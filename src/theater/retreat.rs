//! Falling back out of a combat

use ordered_float::OrderedFloat;
use serde::{Deserialize, Serialize};

use crate::core::error::{Result, SimError};
use crate::core::types::{CombatId, DetachmentId, ForceId, Minute};
use crate::events::EventKind;
use crate::force::{Action, Mode, MovePurpose, Status};
use crate::map::HexCoord;

use super::Theater;

#[derive(Debug, Clone, Copy, PartialEq, Eq, Serialize, Deserialize)]
pub enum RetreatOutcome {
    /// Was never in the contested hex; regroups where it stands
    Withdrawn,
    Retreated(HexCoord),
    /// Nowhere to go
    Surrendered,
}

impl Theater {
    /// Pull a broken detachment out of its combat
    ///
    /// The best neighbor is free of enemies and of other combats, away from
    /// hostile zones of control and towards headquarters. With no such hex
    /// the detachment surrenders.
    pub fn start_retreat(&mut self, id: CombatId, det: DetachmentId) -> Result<RetreatOutcome> {
        let combat = self.combats.get(id).ok_or(SimError::CombatNotFound(id))?;
        if !combat.contains(det) {
            return Err(SimError::NotEngaged(det, id));
        }
        self.refresh_surroundings(id);

        let (cell, encircled) = match self.combats.get(id) {
            Some(c) => (c.cell, c.stats.blocked_hexes >= 6),
            None => return Err(SimError::CombatNotFound(id)),
        };
        let d = self
            .detachments
            .get(det)
            .ok_or(SimError::DetachmentNotFound(det))?;
        let now = self.now();

        if d.location != cell {
            self.disengage(id, det);
            self.drop_events(det);
            if let Some(d) = self.detachments.get_mut(det) {
                d.mode = Mode::Regrouping;
                d.action = Action::Idle;
                d.disrupted_until = None;
            }
            let regroup = self.config.regroup_minutes.ceil().max(0.0) as Minute;
            self.queue
                .schedule(now + regroup, EventKind::Recover { detachment: det });
            self.after_departure(id);
            return Ok(RetreatOutcome::Withdrawn);
        }

        let force = d.force;
        let headquarters = d.headquarters;
        let destination = if encircled {
            None
        } else {
            self.map
                .neighbors(cell)
                .into_iter()
                .filter(|hex| {
                    self.map.is_passable(*hex)
                        && self.map.combat_at(*hex).is_none()
                        && self.enemies_in(*hex, force).is_empty()
                        && self.map.step_minutes(cell, *hex).is_some()
                })
                .max_by_key(|hex| OrderedFloat(self.retreat_score(*hex, force, headquarters)))
        };

        let Some(hex) = destination else {
            self.eliminate(det, Status::Surrendered);
            self.after_departure(id);
            return Ok(RetreatOutcome::Surrendered);
        };

        let minutes = self.map.step_minutes(cell, hex).unwrap_or_default();
        self.drop_events(det);
        self.disengage(id, det);
        self.map.remove_occupant(cell, det);
        self.map.add_occupant(hex, det);
        if let Some(d) = self.detachments.get_mut(det) {
            d.location = hex;
            d.mode = Mode::Retreating;
            d.action = Action::Move {
                to: hex,
                purpose: MovePurpose::Retreat,
            };
            d.disrupted_until = None;
        }
        self.queue.schedule(
            now + minutes.ceil() as Minute,
            EventKind::Arrive {
                detachment: det,
                to: hex,
                purpose: MovePurpose::Retreat,
            },
        );
        tracing::info!("{} retreats from {:?} to {:?}", det, cell, hex);
        self.after_departure(id);
        Ok(RetreatOutcome::Retreated(hex))
    }

    fn retreat_score(&self, hex: HexCoord, force: ForceId, hq: Option<HexCoord>) -> f64 {
        let mut score = 0.0;
        if self.in_hostile_zoc(hex, force) {
            score -= self.config.retreat_zoc_penalty;
        }
        if let Some(hq) = hq {
            score -= self.config.retreat_hq_bias * hex.distance(&hq) as f64;
        }
        score
    }

    /// Drop from both rosters without touching posture
    fn disengage(&mut self, id: CombatId, det: DetachmentId) {
        if let Some(combat) = self.combats.get_mut(id) {
            combat.attackers.withdraw(det);
            combat.defenders.withdraw(det);
        }
        if let Some(d) = self.detachments.get_mut(det) {
            d.combat = None;
        }
    }

    fn after_departure(&mut self, id: CombatId) {
        if !self.settle(id) {
            self.reshuffle(id);
        }
    }
}

#[cfg(test)]
mod tests {
    use super::*;
    use crate::core::types::Side;
    use crate::force::{Detachment, Unit, UnitRole};
    use crate::map::HexMap;
    use crate::theater::MoveOutcome;

    fn company(theater: &Theater, force: u8, at: HexCoord, squads: u32) -> Detachment {
        let rifles = theater.armory().find("rifle squad").unwrap();
        Detachment::new(DetachmentId::UNASSIGNED, "Coy", ForceId(force), at)
            .with_unit(Unit::new("Rifles", UnitRole::Infantry).with(rifles, squads))
            .with_supplies(2.0, 30.0)
    }

    /// Assault from the west on a lone defender
    fn engaged() -> (Theater, CombatId, DetachmentId, DetachmentId) {
        let mut theater = Theater::with_map(HexMap::new(10, 10), 13);
        let a = company(&theater, 1, HexCoord::new(3, 4), 27);
        let d = company(&theater, 2, HexCoord::new(4, 4), 9).with_headquarters(HexCoord::new(8, 4));
        let a = theater.add_detachment(a).unwrap();
        let d = theater.add_detachment(d).unwrap();
        let MoveOutcome::Assault(c) = theater.begin_move(a, HexCoord::new(4, 4)).unwrap() else {
            panic!("expected an assault");
        };
        (theater, c, a, d)
    }

    #[test]
    fn test_retreat_heads_for_headquarters() {
        let (mut theater, c, _, d) = engaged();
        let outcome = theater.start_retreat(c, d).unwrap();
        assert_eq!(outcome, RetreatOutcome::Retreated(HexCoord::new(5, 4)));

        let det = theater.detachment(d).unwrap();
        assert_eq!(det.location, HexCoord::new(5, 4));
        assert_eq!(det.mode, Mode::Retreating);
        assert!(det.combat.is_none());
        assert_eq!(theater.map().occupants(HexCoord::new(5, 4)), &[d]);
        // The defenders are gone, so the attacker advances
        assert!(theater.combat(c).is_none());
        assert_eq!(theater.reports()[0].survivors, Some(Side::Attacker));
    }

    #[test]
    fn test_encircled_defender_surrenders() {
        let (mut theater, c, _, d) = engaged();
        for hex in HexCoord::new(4, 4).neighbors() {
            if hex != HexCoord::new(3, 4) {
                let blocker = company(&theater, 1, hex, 3);
                theater.add_detachment(blocker).unwrap();
            }
        }
        assert_eq!(theater.start_retreat(c, d).unwrap(), RetreatOutcome::Surrendered);
        assert!(theater.detachment(d).is_none());
        assert_eq!(theater.fallen().len(), 1);
        assert_eq!(theater.fallen()[0].status, Status::Surrendered);
    }

    #[test]
    fn test_not_engaged() {
        let (mut theater, c, _, _) = engaged();
        let bystander = company(&theater, 2, HexCoord::new(0, 0), 3);
        let b = theater.add_detachment(bystander).unwrap();
        assert!(matches!(
            theater.start_retreat(c, b),
            Err(SimError::NotEngaged(_, _))
        ));
    }
}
=-=-=-=-=
• THE TASK
Return the lines exactly as they stand, please. Start at the top of the material and finish with the line where "pub enum RetreatOutcome" appears.

• ANSWER TO THIS PROBLEM
filename src/theater/retreat.rs
//! Falling back out of a combat

use ordered_float::OrderedFloat;
use serde::{Deserialize, Serialize};

use crate::core::error::{Result, SimError};
use crate::core::types::{CombatId, DetachmentId, ForceId, Minute};
use crate::events::EventKind;
use crate::force::{Action, Mode, MovePurpose, Status};
use crate::map::HexCoord;

use super::Theater;

#[derive(Debug, Clone, Copy, PartialEq, Eq, Serialize, Deserialize)]
pub enum RetreatOutcome {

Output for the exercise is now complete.